**EXERCISE AIM:** Check each line below for the word "Result" and give the count alone.

**EXTRACTED MATERIAL:**
***

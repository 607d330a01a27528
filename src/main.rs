use advml_gateway::{config, server};
use anyhow::Result;
use tracing::info;

/// Validates that a log level string is valid
fn validate_log_level(level: &str) -> Result<()> {
    level
        .parse::<tracing_subscriber::filter::LevelFilter>()
        .map_err(|_| {
            anyhow::anyhow!(
                "Invalid log level: '{}'. Valid levels: error, warn, info, debug, trace",
                level
            )
        })?;
    Ok(())
}

#[tokio::main]
async fn main() -> Result<()> {
    // Load configuration first (before logging setup)
    let config = match config::load() {
        Ok(config) => config,
        Err(e) => {
            eprintln!("Failed to load configuration: {}", e);
            std::process::exit(1);
        }
    };

    // Determine log level: environment variable overrides config
    let log_level = std::env::var("RUST_LOG").unwrap_or_else(|_| config.server.logs.level.clone());

    // Validate log level
    if let Err(e) = validate_log_level(&log_level) {
        eprintln!("{}", e);
        std::process::exit(1);
    }

    // Initialize tracing with the determined log level
    tracing_subscriber::fmt()
        .with_env_filter(
            tracing_subscriber::EnvFilter::try_from_default_env()
                .unwrap_or_else(|_| log_level.parse().unwrap()),
        )
        .json()
        .init();

    info!(
        "Starting inference gateway with log level: {}",
        log_level
    );
    info!("Configuration loaded successfully");

    // Start the server
    server::run(config).await?;

    Ok(())
}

***

**ANSWER FOR THIS EXERCISE:** 3